**REQUIREMENT**
Note each line in the data holding the string "Result" and report it.
++++ DATA ++++
// -*- coding: utf-8 -*-
// ------------------------------------------------------------------------------------------------
// Copyright © 2022, code-property-graphs authors.
// Licensed under either of Apache License, Version 2.0, or MIT license, at your option.
// Please see the LICENSE-APACHE or LICENSE-MIT files in this distribution for license details.
// ------------------------------------------------------------------------------------------------

//! Wires `CALL` edges from call sites to their target methods.
//!
//! The targets come from an external call-graph oracle; how it resolved them is opaque here.
//! For each reported edge the builder finds the emitted `CALL` node through the association map
//! and the target `METHOD` node in the store.  A target that is declared but was never analysed
//! gets a phantom method head — a `METHOD` node with its `METHOD_RETURN` child and nothing else —
//! so the edge always has somewhere to land.  A call site the oracle never mentions keeps only
//! its symbolic `methodFullName` reference.

use code_property_graphs::drivers::Driver;
use code_property_graphs::drivers::Result;
use code_property_graphs::nodes::Node;
use code_property_graphs::nodes::NodeData;
use code_property_graphs::schema::EdgeKind;
use code_property_graphs::schema::NodeKind;
use code_property_graphs::schema::UNSET_STRING;

use crate::assoc::AssociationMap;
use crate::ir::CallGraphOracle;
use crate::ir::MethodSignature;

#[derive(Clone, Copy, Debug, Default)]
pub struct LinkStats {
    pub calls_linked: usize,
    pub phantoms_created: usize,
}

pub struct CallGraphBuilder<'a, D: Driver> {
    driver: &'a mut D,
}

impl<'a, D: Driver> CallGraphBuilder<'a, D> {
    pub fn new(driver: &'a mut D) -> CallGraphBuilder<'a, D> {
        CallGraphBuilder { driver }
    }

    /// Links every out-edge the oracle reports for the freshly built methods.
    pub fn link(
        &mut self,
        assoc: &AssociationMap,
        oracle: &dyn CallGraphOracle,
    ) -> Result<LinkStats> {
        let mut stats = LinkStats::default();
        for (signature, method_assoc) in assoc.iter() {
            for site in oracle.out_edges(signature) {
                let info = match method_assoc.invocation(site.unit) {
                    Some(info) => info,
                    None => {
                        log::warn!(
                            "call graph names unit {} of {}, but no call was emitted there",
                            site.unit,
                            signature
                        );
                        continue;
                    }
                };
                let (mut target, phantom) = self.resolve_target(&site.target)?;
                if phantom {
                    stats.phantoms_created += 1;
                }
                let mut call = info.call.clone();
                self.driver.add_edge(&mut call, &mut target, EdgeKind::Call)?;
                stats.calls_linked += 1;
            }
        }
        Ok(stats)
    }

    /// The target `METHOD` node, inserting a phantom head when the store has none.
    fn resolve_target(&mut self, target: &MethodSignature) -> Result<(Node, bool)> {
        let head = self
            .driver
            .get_method(&target.full_name, &target.signature, false)?;
        if let Some(method) = head.nodes_of_kind(NodeKind::Method).next() {
            return Ok((method.clone(), false));
        }
        log::debug!("inserting a phantom method head for {}", target);
        let declaring_type = match target.full_name.rfind('.') {
            Some(dot) => target.full_name[..dot].to_string(),
            None => UNSET_STRING.to_string(),
        };
        let mut method = Node::new(NodeData::Method {
            name: target.name().to_string(),
            full_name: target.full_name.clone(),
            signature: target.signature.clone(),
            file_name: UNSET_STRING.to_string(),
            ast_parent_full_name: declaring_type,
            ast_parent_type: "TYPE_DECL".to_string(),
        })
        .with_code(target.full_name.clone());
        self.driver.add_vertex(&mut method)?;
        let mut method_return = Node::new(NodeData::MethodReturn {
            type_full_name: UNSET_STRING.to_string(),
            evaluation_strategy: Default::default(),
        })
        .with_code("RETURN")
        .with_order(1);
        self.driver.add_vertex(&mut method_return)?;
        self.driver
            .add_edge(&mut method, &mut method_return, EdgeKind::Ast)?;
        Ok((method, true))
    }
}
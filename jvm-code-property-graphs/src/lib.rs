// -*- coding: utf-8 -*-
// ------------------------------------------------------------------------------------------------
// Copyright © 2022, code-property-graphs authors.
// Licensed under either of Apache License, Version 2.0, or MIT license, at your option.
// Please see the LICENSE-APACHE or LICENSE-MIT files in this distribution for license details.
// ------------------------------------------------------------------------------------------------

//! Extracts code property graphs from compiled JVM bytecode.
//!
//! The pipeline accepts class files (or Java sources, which it compiles first), lifts each
//! method body into a three-address unit graph through an external [lifter][`ir::ClassLifter`],
//! and lowers every method into CPG nodes and edges — AST, then control flow, then program
//! dependence, then call edges — emitted incrementally through any
//! [driver][code_property_graphs::drivers::Driver] from the core crate.
//!
//! Extraction is incremental: every `FILE` node carries a content hash, and a `project()` call
//! skips classes whose hash is unchanged, deletes and rebuilds the ones that differ, and
//! preserves inbound call edges across the rebuild.
//!
//! ```no_run
//! use code_property_graphs::memory::InMemoryDriver;
//! use code_property_graphs::RunToCompletion;
//! use jvm_code_property_graphs::{Extractor, ExtractorConfig};
//! # use jvm_code_property_graphs::ir::{ClassLifter, LiftedClass, LiftError};
//! # struct MyLifter;
//! # impl ClassLifter for MyLifter {
//! #     fn lift(&self, _: &[u8], _: &std::path::Path) -> Result<LiftedClass, LiftError> {
//! #         unimplemented!()
//! #     }
//! # }
//!
//! # fn main() -> Result<(), Box<dyn std::error::Error>> {
//! let mut extractor = Extractor::new(InMemoryDriver::new(), ExtractorConfig::default());
//! extractor.load(std::path::Path::new("Conditional1.class"))?;
//! let stats = extractor.project(&MyLifter, &RunToCompletion)?;
//! println!("built {} methods", stats.methods_built);
//! # Ok(())
//! # }
//! ```

use std::path::PathBuf;

use code_property_graphs::drivers::DriverError;
use code_property_graphs::Interrupted;
use thiserror::Error;

pub mod assoc;
pub mod ast;
pub mod calls;
pub mod cfg;
pub mod config;
pub mod extractor;
pub mod ir;
pub mod loader;
pub mod pdg;

pub use config::ExtractorConfig;
pub use extractor::Extractor;
pub use extractor::MethodFailure;
pub use extractor::ProjectionStats;

#[derive(Debug, Error)]
pub enum ExtractionError {
    /// The source compiler failed.  Raised before any deletion is committed.
    #[error("compilation failed: {0}")]
    Compile(String),

    /// A requested input does not exist.  The failed `load()` leaves all state unchanged.
    #[error("missing input: {}", .0.display())]
    MissingInput(PathBuf),

    /// A requested input is neither a Java source nor a class file.
    #[error("unsupported input: {}", .0.display())]
    UnsupportedInput(PathBuf),

    /// The bytecode lifter rejected a class.
    #[error("failed to lift {class}: {message}")]
    Lift { class: String, message: String },

    /// The driver failed; surfaced verbatim, retries are the caller's responsibility.
    #[error(transparent)]
    Driver(#[from] DriverError),

    /// The caller's cancellation token fired between two classes or methods.
    #[error(transparent)]
    Interrupted(#[from] Interrupted),
}
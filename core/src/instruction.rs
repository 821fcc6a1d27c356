use std::fmt;

use crate::chip8::StepState;
use crate::error::Chip8Error;
use crate::opcode::Opcode;
use crate::operations::*;
use crate::state::State;

/// # Instructions
/// Every opcode the Chip-8 understands, with its operands already pulled out of the opcode.
///
/// `x` and `y` name registers, `kk` is an immediate byte, `addr` a 12-bit address and `n` a
/// sprite height.
#[derive(Debug, Clone, Copy, PartialEq, Eq)]
pub enum Instruction {
    ClearScreen,
    Return,
    Jump(u16),
    Call(u16),
    SkipEqualByte(u8, u8),
    SkipNotEqualByte(u8, u8),
    SkipEqualRegister(u8, u8),
    LoadByte(u8, u8),
    AddByte(u8, u8),
    Move(u8, u8),
    Or(u8, u8),
    And(u8, u8),
    Xor(u8, u8),
    AddRegister(u8, u8),
    Subtract(u8, u8),
    ShiftRight(u8),
    SubtractReverse(u8, u8),
    ShiftLeft(u8),
    SkipNotEqualRegister(u8, u8),
    LoadIndex(u16),
    JumpOffset(u16),
    Random(u8, u8),
    Draw(u8, u8, u8),
    SkipKeyPressed(u8),
    SkipKeyNotPressed(u8),
    LoadDelay(u8),
    WaitKey(u8),
    SetDelay(u8),
    SetSound(u8),
    AddIndex(u8),
    LoadSprite(u8),
    StoreBcd(u8),
    StoreRegisters(u8),
    LoadRegisters(u8),
}

impl Instruction {
    /// Selects the correct Instruction for a raw opcode
    pub fn decode(raw: u16) -> Result<Instruction, Chip8Error> {
        let op = Opcode::new(raw);
        let Opcode {
            x, y, n, nn: kk, nnn: addr, ..
        } = op;
        let instruction = match op.nibbles() {
            (0x0, 0x0, 0xE, 0x0) => Instruction::ClearScreen,
            (0x0, 0x0, 0xE, 0xE) => Instruction::Return,
            (0x1, ..) => Instruction::Jump(addr),
            (0x2, ..) => Instruction::Call(addr),
            (0x3, ..) => Instruction::SkipEqualByte(x, kk),
            (0x4, ..) => Instruction::SkipNotEqualByte(x, kk),
            (0x5, .., 0x0) => Instruction::SkipEqualRegister(x, y),
            (0x6, ..) => Instruction::LoadByte(x, kk),
            (0x7, ..) => Instruction::AddByte(x, kk),
            (0x8, .., 0x0) => Instruction::Move(x, y),
            (0x8, .., 0x1) => Instruction::Or(x, y),
            (0x8, .., 0x2) => Instruction::And(x, y),
            (0x8, .., 0x3) => Instruction::Xor(x, y),
            (0x8, .., 0x4) => Instruction::AddRegister(x, y),
            (0x8, .., 0x5) => Instruction::Subtract(x, y),
            (0x8, .., 0x6) => Instruction::ShiftRight(x),
            (0x8, .., 0x7) => Instruction::SubtractReverse(x, y),
            (0x8, .., 0xE) => Instruction::ShiftLeft(x),
            (0x9, .., 0x0) => Instruction::SkipNotEqualRegister(x, y),
            (0xA, ..) => Instruction::LoadIndex(addr),
            (0xB, ..) => Instruction::JumpOffset(addr),
            (0xC, ..) => Instruction::Random(x, kk),
            (0xD, ..) => Instruction::Draw(x, y, n),
            (0xE, _, 0x9, 0xE) => Instruction::SkipKeyPressed(x),
            (0xE, _, 0xA, 0x1) => Instruction::SkipKeyNotPressed(x),
            (0xF, _, 0x0, 0x7) => Instruction::LoadDelay(x),
            (0xF, _, 0x0, 0xA) => Instruction::WaitKey(x),
            (0xF, _, 0x1, 0x5) => Instruction::SetDelay(x),
            (0xF, _, 0x1, 0x8) => Instruction::SetSound(x),
            (0xF, _, 0x1, 0xE) => Instruction::AddIndex(x),
            (0xF, _, 0x2, 0x9) => Instruction::LoadSprite(x),
            (0xF, _, 0x3, 0x3) => Instruction::StoreBcd(x),
            (0xF, _, 0x5, 0x5) => Instruction::StoreRegisters(x),
            (0xF, _, 0x6, 0x5) => Instruction::LoadRegisters(x),
            _ => return Err(Chip8Error::UndefinedOpcode { opcode: op.raw }),
        };
        Ok(instruction)
    }

    /// Applies the instruction to `state`, including moving the program counter on.
    pub fn execute(self, state: &mut State) -> Result<StepState, Chip8Error> {
        match self {
            Instruction::ClearScreen => clear_screen(state),
            Instruction::Return => ret(state)?,
            Instruction::Jump(addr) => jump(state, addr),
            Instruction::Call(addr) => call(state, addr)?,
            Instruction::SkipEqualByte(x, kk) => skip_equal_byte(state, x, kk),
            Instruction::SkipNotEqualByte(x, kk) => skip_not_equal_byte(state, x, kk),
            Instruction::SkipEqualRegister(x, y) => skip_equal_register(state, x, y),
            Instruction::LoadByte(x, kk) => load_byte(state, x, kk),
            Instruction::AddByte(x, kk) => add_byte(state, x, kk),
            Instruction::Move(x, y) => mv(state, x, y),
            Instruction::Or(x, y) => or(state, x, y),
            Instruction::And(x, y) => and(state, x, y),
            Instruction::Xor(x, y) => xor(state, x, y),
            Instruction::AddRegister(x, y) => add_register(state, x, y),
            Instruction::Subtract(x, y) => sub(state, x, y),
            Instruction::ShiftRight(x) => shr(state, x),
            Instruction::SubtractReverse(x, y) => subn(state, x, y),
            Instruction::ShiftLeft(x) => shl(state, x),
            Instruction::SkipNotEqualRegister(x, y) => skip_not_equal_register(state, x, y),
            Instruction::LoadIndex(addr) => load_index(state, addr),
            Instruction::JumpOffset(addr) => jump_offset(state, addr),
            Instruction::Random(x, kk) => rand(state, x, kk),
            Instruction::Draw(x, y, n) => draw(state, x, y, n),
            Instruction::SkipKeyPressed(x) => skip_key_pressed(state, x),
            Instruction::SkipKeyNotPressed(x) => skip_key_not_pressed(state, x),
            Instruction::LoadDelay(x) => load_delay(state, x),
            Instruction::WaitKey(x) => return Ok(wait_key(state, x)),
            Instruction::SetDelay(x) => set_delay(state, x),
            Instruction::SetSound(x) => set_sound(state, x),
            Instruction::AddIndex(x) => add_index(state, x),
            Instruction::LoadSprite(x) => load_sprite(state, x),
            Instruction::StoreBcd(x) => bcd(state, x),
            Instruction::StoreRegisters(x) => store(state, x),
            Instruction::LoadRegisters(x) => read(state, x),
        }
        Ok(StepState::Running)
    }
}

/// Conventional Chip-8 assembler mnemonics
impl fmt::Display for Instruction {
    fn fmt(&self, f: &mut fmt::Formatter) -> fmt::Result {
        match *self {
            Instruction::ClearScreen => write!(f, "CLS"),
            Instruction::Return => write!(f, "RET"),
            Instruction::Jump(addr) => write!(f, "JP {:#05X}", addr),
            Instruction::Call(addr) => write!(f, "CALL {:#05X}", addr),
            Instruction::SkipEqualByte(x, kk) => write!(f, "SE V{:X}, {:#04X}", x, kk),
            Instruction::SkipNotEqualByte(x, kk) => write!(f, "SNE V{:X}, {:#04X}", x, kk),
            Instruction::SkipEqualRegister(x, y) => write!(f, "SE V{:X}, V{:X}", x, y),
            Instruction::LoadByte(x, kk) => write!(f, "LD V{:X}, {:#04X}", x, kk),
            Instruction::AddByte(x, kk) => write!(f, "ADD V{:X}, {:#04X}", x, kk),
            Instruction::Move(x, y) => write!(f, "LD V{:X}, V{:X}", x, y),
            Instruction::Or(x, y) => write!(f, "OR V{:X}, V{:X}", x, y),
            Instruction::And(x, y) => write!(f, "AND V{:X}, V{:X}", x, y),
            Instruction::Xor(x, y) => write!(f, "XOR V{:X}, V{:X}", x, y),
            Instruction::AddRegister(x, y) => write!(f, "ADD V{:X}, V{:X}", x, y),
            Instruction::Subtract(x, y) => write!(f, "SUB V{:X}, V{:X}", x, y),
            Instruction::ShiftRight(x) => write!(f, "SHR V{:X}", x),
            Instruction::SubtractReverse(x, y) => write!(f, "SUBN V{:X}, V{:X}", x, y),
            Instruction::ShiftLeft(x) => write!(f, "SHL V{:X}", x),
            Instruction::SkipNotEqualRegister(x, y) => write!(f, "SNE V{:X}, V{:X}", x, y),
            Instruction::LoadIndex(addr) => write!(f, "LD I, {:#05X}", addr),
            Instruction::JumpOffset(addr) => write!(f, "JP V0, {:#05X}", addr),
            Instruction::Random(x, kk) => write!(f, "RND V{:X}, {:#04X}", x, kk),
            Instruction::Draw(x, y, n) => write!(f, "DRW V{:X}, V{:X}, {}", x, y, n),
            Instruction::SkipKeyPressed(x) => write!(f, "SKP V{:X}", x),
            Instruction::SkipKeyNotPressed(x) => write!(f, "SKNP V{:X}", x),
            Instruction::LoadDelay(x) => write!(f, "LD V{:X}, DT", x),
            Instruction::WaitKey(x) => write!(f, "LD V{:X}, K", x),
            Instruction::SetDelay(x) => write!(f, "LD DT, V{:X}", x),
            Instruction::SetSound(x) => write!(f, "LD ST, V{:X}", x),
            Instruction::AddIndex(x) => write!(f, "ADD I, V{:X}", x),
            Instruction::LoadSprite(x) => write!(f, "LD F, V{:X}", x),
            Instruction::StoreBcd(x) => write!(f, "LD B, V{:X}", x),
            Instruction::StoreRegisters(x) => write!(f, "LD [I], V{:X}", x),
            Instruction::LoadRegisters(x) => write!(f, "LD V{:X}, [I]", x),
        }
    }
}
++++
**REPLY TO THE TASK**
use code_property_graphs::drivers::Result;
    ) -> Result<LinkStats> {
    fn resolve_target(&mut self, target: &MethodSignature) -> Result<(Node, bool)> {
//! #     fn lift(&self, _: &[u8], _: &std::path::Path) -> Result<LiftedClass, LiftError> {
//! # fn main() -> Result<(), Box<dyn std::error::Error>> {
    pub fn decode(raw: u16) -> Result<Instruction, Chip8Error> {
    pub fn execute(self, state: &mut State) -> Result<StepState, Chip8Error> {
    fn fmt(&self, f: &mut fmt::Formatter) -> fmt::Result {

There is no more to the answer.